Leaders Find Economic Optimisim in Maine Trade Clusters
Story posted August 10, 2006
Leaders in business, education, and public policy convened at Bowdoin College this week to discuss the promise of economic development clusters in Maine. Among them, were noted Harvard Business School (HBS) Professor Michael Porter, former Maine Governor Angus King, SOLERA Capital Managing Director Karen Mills, and Professor John Quelch, leader of the HBS's Global Initiative.
Maine By the Numbers
Harvard Business School Professor Michael Porter is graciously making available to the Bowdoin community data slides from his Aug. 7, 2006, talk at Bowdoin College. They include never-before-published statistics about comparative wage performance, local and national trade clusters, Maine jobs created by traded cluster, wages by industry, and comparative performance indexes.
View his Competitive Assessment of Maine here.
The Aug. 7, 2006 forum, which was sponsored by the Maine Chapter of the Harvard Business School Alumni Club, showcased new data compiled by Professor Porter about areas of economic growth in some surprising quadrants in Maine - including aerospace engines, communications equipment, process foods, financial services, and medical equipment manufacturing. (See sidebar for a link to his slideshow presentation.)
His findings were part of a decade-long study of "cluster development"- geographic concentrations of interconnected companies, specialized suppliers and service providers in a particular field.
Porter has identified over 40 clusters of what he terms "traded businesses" nationwide - those that produce goods and services that are traded outside the local area, but which bring money into the local community. Traded clusters tend to be more efficient economic stimulators than traditional government-driven policies, said Porter, and they tend to produce higher-wage jobs than do local markets.
According to his data on Maine, only about 26 percent of businesses currently are in traded clusters, fewer than the national average of 30 percent. Several of them, however, rank surprisingly high among national standings: Maine's traditionally strong footwear sector still ranks eighth in the nation and its growing aerospace engine manufacturing trade cluster is ranked at thirteenth place.
"Maine has quite a lot of vitality," noted Karen Mills. "We have more assets than we have thought in the past with which to build strong economic development. We tend to think of Maine's many small businesses as small scale, but when you group them together in trade clusters, they have a lot more traction and momentum to power our economy."
Mills presented a case study of one such cluster development taking hold in Maine, North Star Alliance, a three-year, $15 million federally funded project. The program targets boatbuilding, with over 80 public and private entities committed to developing a trade cluster in composites and plastics for the marine-trade sector.
The Alliance is expected to generate as many as 2,000 new jobs in the composites and marine industries- many of them in the greater Brunswick area. Mills, who was active in the formation of the Alliance, described it as "a virtuous circle."

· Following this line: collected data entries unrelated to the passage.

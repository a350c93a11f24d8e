//! Software trigger.
//!
//! A [`TriggerSpec`] is a list of stages, each a set of per-channel level or
//! edge conditions. [`TriggerMatcher`] walks the stages over consecutive
//! samples and keeps a bounded pre-trigger history.

use std::collections::VecDeque;

use crate::config::ConfigError;

/// Condition a single channel has to satisfy.
#[derive(Debug, Clone, Copy, PartialEq, Eq)]
pub enum ChannelCondition {
    Zero,
    One,
    Rising,
    Falling,
}

impl ChannelCondition {
    pub fn as_str(&self) -> &'static str {
        match self {
            ChannelCondition::Zero => "0",
            ChannelCondition::One => "1",
            ChannelCondition::Rising => "r",
            ChannelCondition::Falling => "f",
        }
    }
}

/// Conditions that have to hold on the same sample.
#[derive(Debug, Clone, PartialEq, Eq, Default)]
pub struct TriggerStage {
    conditions: Vec<(usize, ChannelCondition)>,
}

impl TriggerStage {
    pub fn conditions(&self) -> &[(usize, ChannelCondition)] {
        &self.conditions
    }

    fn set(&mut self, channel: usize, condition: ChannelCondition) {
        if let Some(existing) = self.conditions.iter_mut().find(|(c, _)| *c == channel) {
            existing.1 = condition;
        } else {
            self.conditions.push((channel, condition));
        }
    }
}

/// Software trigger: stages matched on consecutive samples.
#[derive(Debug, Clone, PartialEq, Eq)]
pub struct TriggerSpec {
    stages: Vec<TriggerStage>,
    pre_trigger_percent: u8,
}

impl TriggerSpec {
    pub fn start_capturing_when() -> TriggerBuilder {
        TriggerBuilder::new()
    }

    pub fn stages(&self) -> &[TriggerStage] {
        &self.stages
    }

    /// Share of the sample budget captured before the trigger point.
    pub fn pre_trigger_percent(&self) -> u8 {
        self.pre_trigger_percent
    }

    pub fn validate(&self, channels: usize) -> Result<(), ConfigError> {
        if self.stages.is_empty() || self.stages.iter().any(|s| s.conditions.is_empty()) {
            return Err(ConfigError::EmptyTriggerStage);
        }
        if self.pre_trigger_percent > 100 {
            return Err(ConfigError::InvalidPreTriggerRatio(self.pre_trigger_percent));
        }
        for stage in &self.stages {
            if let Some((channel, _)) = stage.conditions.iter().find(|(c, _)| *c >= channels) {
                return Err(ConfigError::ChannelOutOfRange {
                    channel: *channel,
                    channels,
                });
            }
        }
        Ok(())
    }

    /// Number of pre-trigger samples for a sample budget.
    pub fn pre_trigger_samples(&self, limit_samples: u64) -> u64 {
        limit_samples * u64::from(self.pre_trigger_percent) / 100
    }
}

impl std::fmt::Display for TriggerSpec {
    fn fmt(&self, f: &mut std::fmt::Formatter<'_>) -> std::fmt::Result {
        for (i, stage) in self.stages.iter().enumerate() {
            if i > 0 {
                write!(f, " -> ")?;
            }
            for (j, (channel, condition)) in stage.conditions.iter().enumerate() {
                if j > 0 {
                    write!(f, ",")?;
                }
                write!(f, "{}={}", channel, condition.as_str())?;
            }
        }
        write!(f, " (pre {}%)", self.pre_trigger_percent)
    }
}

#[derive(Debug)]
pub struct TriggerBuilder {
    stages: Vec<TriggerStage>,
    current: TriggerStage,
    pre_trigger_percent: u8,
}

impl TriggerBuilder {
    pub fn new() -> Self {
        Self {
            stages: Vec::new(),
            current: TriggerStage::default(),
            pre_trigger_percent: 0,
        }
    }

    /// Set the condition of `channel` in the current stage.
    pub fn channel(mut self, channel: usize, condition: ChannelCondition) -> Self {
        self.current.set(channel, condition);
        self
    }

    pub fn zero(self, channel: usize) -> Self {
        self.channel(channel, ChannelCondition::Zero)
    }

    pub fn one(self, channel: usize) -> Self {
        self.channel(channel, ChannelCondition::One)
    }

    pub fn rising(self, channel: usize) -> Self {
        self.channel(channel, ChannelCondition::Rising)
    }

    pub fn falling(self, channel: usize) -> Self {
        self.channel(channel, ChannelCondition::Falling)
    }

    /// Close the current stage; following conditions must match on the next sample.
    pub fn then(mut self) -> Self {
        self.stages.push(std::mem::take(&mut self.current));
        self
    }

    pub fn pre_trigger_percent(mut self, percent: u8) -> Self {
        self.pre_trigger_percent = percent;
        self
    }

    pub fn build(mut self) -> TriggerSpec {
        if !self.current.conditions.is_empty() {
            self.stages.push(self.current);
        }
        TriggerSpec {
            stages: self.stages,
            pre_trigger_percent: self.pre_trigger_percent,
        }
    }
}

impl Default for TriggerBuilder {
    fn default() -> Self {
        Self::new()
    }
}

#[derive(Debug, Clone, Copy, Default)]
struct StageMask {
    level_mask: u64,
    level_value: u64,
    rising: u64,
    falling: u64,
}

impl StageMask {
    fn from_stage(stage: &TriggerStage) -> Self {
        let mut mask = Self::default();
        for (channel, condition) in &stage.conditions {
            let bit = 1u64 << channel;
            match condition {
                ChannelCondition::Zero => mask.level_mask |= bit,
                ChannelCondition::One => {
                    mask.level_mask |= bit;
                    mask.level_value |= bit;
                }
                ChannelCondition::Rising => mask.rising |= bit,
                ChannelCondition::Falling => mask.falling |= bit,
            }
        }
        mask
    }

    fn matches(&self, sample: u64, prev: Option<u64>) -> bool {
        if sample & self.level_mask != self.level_value {
            return false;
        }
        if self.rising | self.falling == 0 {
            return true;
        }
        // an edge needs a previous sample
        let Some(prev) = prev else {
            return false;
        };
        (!prev & sample & self.rising) == self.rising
            && (prev & !sample & self.falling) == self.falling
    }
}

/// Where a trigger fired inside the checked chunk.
#[derive(Debug, Clone, PartialEq, Eq)]
pub struct TriggerHit {
    /// Sample index of the trigger point within the chunk.
    pub offset: usize,
    /// Samples preceding the trigger point, oldest first.
    pub pre_trigger: Vec<u8>,
}

impl TriggerHit {
    pub fn pre_trigger_samples(&self, unit_size: usize) -> usize {
        self.pre_trigger.len() / unit_size
    }
}

/// Stateful matcher for a [`TriggerSpec`] over a stream of sample units.
#[derive(Debug)]
pub struct TriggerMatcher {
    stages: Vec<StageMask>,
    cur_stage: usize,
    unit_size: usize,
    prev_sample: Option<u64>,
    history: VecDeque<u8>,
    history_capacity: usize,
}

impl TriggerMatcher {
    pub fn new(spec: &TriggerSpec, unit_size: usize, pre_trigger_samples: usize) -> Self {
        let history_capacity = pre_trigger_samples * unit_size;
        Self {
            stages: spec.stages.iter().map(StageMask::from_stage).collect(),
            cur_stage: 0,
            unit_size,
            prev_sample: None,
            history: VecDeque::with_capacity(history_capacity),
            history_capacity,
        }
    }

    pub fn current_stage(&self) -> usize {
        self.cur_stage
    }

    pub fn reset(&mut self) {
        self.cur_stage = 0;
        self.prev_sample = None;
        self.history.clear();
    }

    /// Advance over `data`; returns the trigger point if every stage matched.
    pub fn check(&mut self, data: &[u8]) -> Option<TriggerHit> {
        if self.stages.is_empty() {
            return None;
        }

        for (i, unit) in data.chunks_exact(self.unit_size).enumerate() {
            let sample = unit
                .iter()
                .rev()
                .fold(0u64, |acc, b| (acc << 8) | u64::from(*b));

            let mut matched = self.stages[self.cur_stage].matches(sample, self.prev_sample);
            if !matched && self.cur_stage > 0 {
                self.cur_stage = 0;
                matched = self.stages[0].matches(sample, self.prev_sample);
            }

            if matched {
                if self.cur_stage + 1 == self.stages.len() {
                    self.cur_stage = 0;
                    self.prev_sample = Some(sample);
                    let pre_trigger = self.history.drain(..).collect();
                    return Some(TriggerHit {
                        offset: i,
                        pre_trigger,
                    });
                }
                self.cur_stage += 1;
            }

            self.remember(unit);
            self.prev_sample = Some(sample);
        }
        None
    }

    fn remember(&mut self, unit: &[u8]) {
        if self.history_capacity == 0 {
            return;
        }
        self.history.extend(unit);
        while self.history.len() > self.history_capacity {
            self.history.pop_front();
        }
    }
}

#[cfg(test)]
mod tests {
    use super::*;

    #[test]
    fn test_builder_collects_stages() {
        let spec = TriggerSpec::start_capturing_when()
            .one(0)
            .zero(1)
            .then()
            .rising(2)
            .pre_trigger_percent(25)
            .build();

        assert_eq!(spec.stages().len(), 2);
        assert_eq!(
            spec.stages()[0].conditions(),
            &[(0, ChannelCondition::One), (1, ChannelCondition::Zero)]
        );
        assert_eq!(spec.pre_trigger_percent(), 25);
        assert_eq!(spec.to_string(), "0=1,1=0 -> 2=r (pre 25%)");
    }

    #[test]
    fn test_builder_overrides_same_channel() {
        let spec = TriggerSpec::start_capturing_when().one(3).falling(3).build();
        assert_eq!(spec.stages()[0].conditions(), &[(3, ChannelCondition::Falling)]);
    }

    #[test]
    fn test_validate_rejects_bad_specs() {
        let empty = TriggerSpec::start_capturing_when().build();
        assert!(matches!(empty.validate(8), Err(ConfigError::EmptyTriggerStage)));

        let out_of_range = TriggerSpec::start_capturing_when().one(9).build();
        assert!(matches!(
            out_of_range.validate(8),
            Err(ConfigError::ChannelOutOfRange { channel: 9, channels: 8 })
        ));

        let bad_ratio = TriggerSpec::start_capturing_when()
            .one(0)
            .pre_trigger_percent(101)
            .build();
        assert!(matches!(
            bad_ratio.validate(8),
            Err(ConfigError::InvalidPreTriggerRatio(101))
        ));
    }

    #[test]
    fn test_level_trigger_offset() {
        let spec = TriggerSpec::start_capturing_when().one(1).build();
        let mut matcher = TriggerMatcher::new(&spec, 1, 0);

        assert_eq!(matcher.check(&[0x00, 0x01]), None);
        let hit = matcher.check(&[0x00, 0x03, 0x00]).unwrap();
        assert_eq!(hit.offset, 1);
        assert!(hit.pre_trigger.is_empty());
    }

    #[test]
    fn test_rising_edge_across_chunks() {
        let spec = TriggerSpec::start_capturing_when().rising(0).build();
        let mut matcher = TriggerMatcher::new(&spec, 1, 0);

        // the first sample has no predecessor and can never be an edge
        assert_eq!(matcher.check(&[0x01, 0x01, 0x00]), None);
        let hit = matcher.check(&[0x01]).unwrap();
        assert_eq!(hit.offset, 0);
    }

    #[test]
    fn test_falling_edge() {
        let spec = TriggerSpec::start_capturing_when().falling(7).build();
        let mut matcher = TriggerMatcher::new(&spec, 1, 0);
        let hit = matcher.check(&[0x80, 0x80, 0x00]).unwrap();
        assert_eq!(hit.offset, 2);
    }

    #[test]
    fn test_pre_trigger_history_is_bounded() {
        let spec = TriggerSpec::start_capturing_when().one(4).build();
        let mut matcher = TriggerMatcher::new(&spec, 1, 3);

        let hit = matcher.check(&[1, 2, 3, 4, 5, 0x10]).unwrap();
        assert_eq!(hit.offset, 5);
        assert_eq!(hit.pre_trigger, vec![3, 4, 5]);
        assert_eq!(hit.pre_trigger_samples(1), 3);
    }

    #[test]
    fn test_multi_stage_sequence_restarts_on_mismatch() {
        let spec = TriggerSpec::start_capturing_when()
            .one(0)
            .then()
            .one(1)
            .build();
        let mut matcher = TriggerMatcher::new(&spec, 1, 0);

        // stage 0 matches at 0, stage 1 fails at 1, restart; stage 0 again at 2, stage 1 at 3
        let hit = matcher.check(&[0x01, 0x00, 0x01, 0x02]).unwrap();
        assert_eq!(hit.offset, 3);
        assert_eq!(matcher.current_stage(), 0);
    }

    #[test]
    fn test_wide_units_are_little_endian() {
        let spec = TriggerSpec::start_capturing_when().one(9).build();
        let mut matcher = TriggerMatcher::new(&spec, 2, 1);

        let hit = matcher.check(&[0xff, 0x00, 0x00, 0x02]).unwrap();
        assert_eq!(hit.offset, 1);
        assert_eq!(hit.pre_trigger, vec![0xff, 0x00]);
    }
}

"The University of Maine Composite Center is developing innovations in composites and plastics that are driving some of this opportunity," she explained. "In turn, the Department of Labor and Maine Community Colleges are focusing on training to connect our workforce to these industries. The federal grant gives us startup capital and funds to develop marketing for these innovative products under the branding of 'Maine Built Boats.' If you put all of those pieces together, with Maine's 400-year boatbuilding heritage, we have a strong competitive advantage."